Stored data entries =
::::::

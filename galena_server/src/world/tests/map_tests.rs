// Copyright 2023 drey7925
//
// Licensed under the Apache License, Version 2.0 (the "License");
// you may not use this file except in compliance with the License.
// You may obtain a copy of the License at
//
//     http://www.apache.org/licenses/LICENSE-2.0
//
// Unless required by applicable law or agreed to in writing, software
// distributed under the License is distributed on an "AS IS" BASIS,
// WITHOUT WARRANTIES OR CONDITIONS OF ANY KIND, either express or implied.
// See the License for the specific language governing permissions and
// limitations under the License.
//
// SPDX-License-Identifier: Apache-2.0

use std::path::Path;
use std::sync::Arc;
use std::time::Duration;

use galena_core::block_id::BlockId;
use galena_core::coordinates::{BlockCoordinate, MapDimensions};
use galena_core::geometry::BoundingBox;
use tokio::runtime::Runtime;

use crate::world::map::{BlockUpdate, Map};
use crate::world::ranks::{PlayerProfile, RankResolver, StaticRankList};
use crate::world::settings::WorldSettings;
use crate::world::zone::Zone;
use crate::world::{BuildOutcome, LifecycleState, World};

#[ctor::ctor]
fn init() {
    env_logger::Builder::from_env(env_logger::Env::default().default_filter_or("info")).init();
}

fn ladder() -> Arc<StaticRankList> {
    Arc::new(StaticRankList::new(["guest", "builder", "op"]).unwrap())
}

fn small_settings() -> WorldSettings {
    let mut settings = WorldSettings::default();
    settings.default_dimensions = (16, 16, 16);
    settings
}

fn test_world(dir: &Path, name: &str, settings: WorldSettings) -> Arc<World> {
    World::new(
        name,
        dir.join(format!("{name}.glm")),
        settings,
        ladder(),
    )
}

fn guest(ranks: &StaticRankList, name: &str) -> PlayerProfile {
    PlayerProfile::new(name, ranks.by_name("guest").unwrap())
}

#[test]
fn zone_permissions_end_to_end() {
    let dir = tempfile::tempdir().unwrap();
    let ranks = ladder();
    let world = test_world(dir.path(), "vip_world", small_settings());

    let (bob, _updates) = world.join(guest(&ranks, "Bob")).unwrap();
    let map = world.map().unwrap();
    assert!(map.add_zone(Zone::new(
        "vip",
        BoundingBox::from_corners(BlockCoordinate::new(0, 0, 0), BlockCoordinate::new(7, 7, 7)),
        ranks.by_name("builder").unwrap(),
    )));

    let inside = BlockCoordinate::new(3, 3, 3);
    match world.try_build(&bob, inside, BlockId::STONE).unwrap() {
        BuildOutcome::Denied(zone) => assert_eq!(zone.name(), "vip"),
        other => panic!("Expected a zone denial, got {other:?}"),
    }
    // Outside the zone, a guest may build.
    assert!(matches!(
        world
            .try_build(&bob, BlockCoordinate::new(12, 12, 12), BlockId::STONE)
            .unwrap(),
        BuildOutcome::Queued
    ));

    assert!(map.update_zone("vip", |z| {
        z.include("Bob");
    }));
    assert!(matches!(
        world.try_build(&bob, inside, BlockId::STONE).unwrap(),
        BuildOutcome::Queued
    ));
    world.process_updates();
    assert_eq!(map.get_block(inside), BlockId::STONE);
}

#[test]
fn updates_apply_in_fifo_order_across_threads() {
    let map = Arc::new(Map::empty(MapDimensions::try_new(16, 16, 16).unwrap()));
    let cell = BlockCoordinate::new(1, 2, 3);
    let mut producers = Vec::new();
    for tag in 1..=4u8 {
        let map = map.clone();
        producers.push(std::thread::spawn(move || {
            for _ in 0..50 {
                map.queue_update(BlockUpdate {
                    origin: None,
                    coord: cell,
                    new_block: BlockId(tag),
                });
            }
        }));
    }
    for producer in producers {
        producer.join().unwrap();
    }
    // This enqueue strictly follows every producer's, so FIFO application
    // means it must be the final state of the cell.
    map.queue_update(BlockUpdate {
        origin: None,
        coord: cell,
        new_block: BlockId(49),
    });

    let applied = map.drain_updates(usize::MAX);
    assert_eq!(applied.len(), 201);
    assert_eq!(applied.last().unwrap().new_block, BlockId(49));
    assert_eq!(map.get_block(cell), BlockId(49));
}

#[test]
fn budget_splits_across_observers() {
    let dir = tempfile::tempdir().unwrap();
    let ranks = ladder();
    let mut settings = small_settings();
    settings.max_updates_per_tick = 100;
    settings.min_updates_per_tick = 10;
    let world = test_world(dir.path(), "crowded", settings);

    let mut handles = Vec::new();
    for i in 0..4 {
        let (handle, _rx) = world.join(guest(&ranks, &format!("p{i}"))).unwrap();
        handles.push(handle);
    }
    assert_eq!(world.update_budget(), 25);

    for i in 4..20 {
        let (handle, _rx) = world.join(guest(&ranks, &format!("p{i}"))).unwrap();
        handles.push(handle);
    }
    // 100 / 20 would be 5; the floor keeps the world draining.
    assert_eq!(world.update_budget(), 10);
}

#[test]
fn drain_respects_tick_budget() {
    let dir = tempfile::tempdir().unwrap();
    let ranks = ladder();
    let mut settings = small_settings();
    settings.max_updates_per_tick = 30;
    settings.min_updates_per_tick = 1;
    let world = test_world(dir.path(), "budgeted", settings);

    let (alice, _rx) = world.join(guest(&ranks, "Alice")).unwrap();
    for i in 0..100 {
        let coord = BlockCoordinate::new(i % 16, i / 16, 12);
        assert!(matches!(
            world.try_build(&alice, coord, BlockId::STONE).unwrap(),
            BuildOutcome::Queued
        ));
    }
    world.process_updates();
    let map = world.map().unwrap();
    assert_eq!(map.pending_updates(), 70);
    world.process_updates();
    assert_eq!(map.pending_updates(), 40);
}

#[test]
fn unload_waits_for_queue_to_drain() {
    let dir = tempfile::tempdir().unwrap();
    let ranks = ladder();
    let world = test_world(dir.path(), "transient", small_settings());
    let map_path = dir.path().join("transient.glm");

    let (bob, _rx) = world.join(guest(&ranks, "Bob")).unwrap();
    assert_eq!(world.lifecycle(), LifecycleState::Loaded);
    assert!(matches!(
        world
            .try_build(&bob, BlockCoordinate::new(5, 5, 12), BlockId::STONE)
            .unwrap(),
        BuildOutcome::Queued
    ));
    assert!(world.leave(&bob));

    // Zero observers but a non-empty queue: the drain applies work, so the
    // world must stay loaded.
    world.process_updates();
    assert_eq!(world.lifecycle(), LifecycleState::Loaded);

    // The next drain comes up empty; now the unload completes, saving first.
    world.process_updates();
    assert_eq!(world.lifecycle(), LifecycleState::Unloaded);
    assert!(world.map().is_none());
    assert!(map_path.exists());
}

#[test]
fn rejoin_cancels_pending_unload() {
    let dir = tempfile::tempdir().unwrap();
    let ranks = ladder();
    let world = test_world(dir.path(), "revolving", small_settings());

    let (bob, _rx) = world.join(guest(&ranks, "Bob")).unwrap();
    assert!(world.leave(&bob));
    let (_alice, _rx) = world.join(guest(&ranks, "Alice")).unwrap();
    world.process_updates();
    assert_eq!(world.lifecycle(), LifecycleState::Loaded);
}

#[test]
fn locked_world_skips_drains_but_still_unloads() {
    let dir = tempfile::tempdir().unwrap();
    let ranks = ladder();
    let world = test_world(dir.path(), "frozen", small_settings());

    let (bob, _rx) = world.join(guest(&ranks, "Bob")).unwrap();
    let coord = BlockCoordinate::new(2, 2, 12);
    assert!(matches!(
        world.try_build(&bob, coord, BlockId::STONE).unwrap(),
        BuildOutcome::Queued
    ));

    world.set_locked(true);
    world.process_updates();
    let map = world.map().unwrap();
    assert_eq!(map.pending_updates(), 1);
    assert_eq!(map.get_block(coord), BlockId::AIR);

    world.set_locked(false);
    world.process_updates();
    assert_eq!(map.get_block(coord), BlockId::STONE);

    // A frozen world still completes a pending unload once the queue is
    // empty.
    world.set_locked(true);
    assert!(world.leave(&bob));
    world.process_updates();
    assert_eq!(world.lifecycle(), LifecycleState::Unloaded);
}

#[test]
fn applied_updates_reach_observers_with_origin() {
    let dir = tempfile::tempdir().unwrap();
    let ranks = ladder();
    let world = test_world(dir.path(), "observed", small_settings());

    let (alice, mut alice_rx) = world.join(guest(&ranks, "Alice")).unwrap();
    let (_bob, mut bob_rx) = world.join(guest(&ranks, "Bob")).unwrap();

    let coord = BlockCoordinate::new(9, 9, 12);
    assert!(matches!(
        world.try_build(&alice, coord, BlockId::DIRT).unwrap(),
        BuildOutcome::Queued
    ));
    world.process_updates();

    let seen = bob_rx.try_recv().unwrap();
    assert_eq!(seen.coord, coord);
    assert_eq!(seen.new_block, BlockId::DIRT);
    assert_eq!(seen.origin, Some(alice.id()));
    // The originator's receiver also gets the update; the session layer
    // filters on origin to avoid echoing it back.
    assert_eq!(alice_rx.try_recv().unwrap().origin, Some(alice.id()));
}

#[test]
fn failed_load_reports_and_stays_unloaded() {
    let dir = tempfile::tempdir().unwrap();
    let ranks = ladder();
    let path = dir.path().join("corrupt.glm");
    std::fs::write(&path, b"definitely not a map file").unwrap();
    let world = World::new("corrupt", path.clone(), small_settings(), ladder());

    assert!(world.join(guest(&ranks, "Bob")).is_err());
    assert_eq!(world.lifecycle(), LifecycleState::Unloaded);
    assert_eq!(world.observer_count(), 0);
    assert!(world.map().is_none());

    // Once the bad file is gone, the same world recovers by creating a
    // fresh map.
    std::fs::remove_file(&path).unwrap();
    assert!(world.join(guest(&ranks, "Bob")).is_ok());
    assert_eq!(world.lifecycle(), LifecycleState::Loaded);
}

#[test]
fn world_round_trips_map_through_unload() {
    let dir = tempfile::tempdir().unwrap();
    let ranks = ladder();
    let coord = BlockCoordinate::new(4, 4, 12);
    {
        let world = test_world(dir.path(), "persistent", small_settings());
        let (bob, _rx) = world.join(guest(&ranks, "Bob")).unwrap();
        world.try_build(&bob, coord, BlockId::STONE).unwrap();
        let map = world.map().unwrap();
        map.add_zone(Zone::new(
            "vip",
            BoundingBox::from_corners(
                BlockCoordinate::new(0, 0, 0),
                BlockCoordinate::new(7, 7, 7),
            ),
            ranks.by_name("builder").unwrap(),
        ));
        map.set_metadata("builtBy", "round trip test");
        world.leave(&bob);
        world.process_updates();
        world.process_updates();
        assert_eq!(world.lifecycle(), LifecycleState::Unloaded);
    }

    let world = test_world(dir.path(), "persistent", small_settings());
    let (_bob, _rx) = world.join(guest(&ranks, "Bob")).unwrap();
    let map = world.map().unwrap();
    assert_eq!(map.get_block(coord), BlockId::STONE);
    let zone = map.zone("vip").unwrap();
    assert_eq!(zone.min_build_rank(), ranks.by_name("builder").unwrap());
    assert_eq!(
        map.metadata("builtBy").as_deref(),
        Some("round trip test")
    );
}

#[test]
fn tick_and_maintenance_loops_drive_the_world() {
    let dir = tempfile::tempdir().unwrap();
    let ranks = ladder();
    let rt = Runtime::new().unwrap();
    let _guard = rt.enter();

    let mut settings = small_settings();
    settings.tick_interval_ms = 10;
    let world = test_world(dir.path(), "ticking", settings);
    world.spawn_tick_loop().unwrap();
    world.spawn_maintenance_loop().unwrap();

    let (bob, _rx) = world.join(guest(&ranks, "Bob")).unwrap();
    let coord = BlockCoordinate::new(8, 8, 12);
    assert!(matches!(
        world.try_build(&bob, coord, BlockId::GRASS).unwrap(),
        BuildOutcome::Queued
    ));

    rt.block_on(tokio::time::sleep(Duration::from_millis(300)));
    assert_eq!(world.map().unwrap().get_block(coord), BlockId::GRASS);

    world.request_shutdown();
    rt.block_on(world.await_shutdown()).unwrap();
    assert!(dir.path().join("ticking.glm").exists());
}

::::::

How to complete this task =
"transient" is the word to look for; copy every line of the data that has it.

Reply to the task =
    let world = test_world(dir.path(), "transient", small_settings());
    let map_path = dir.path().join("transient.glm");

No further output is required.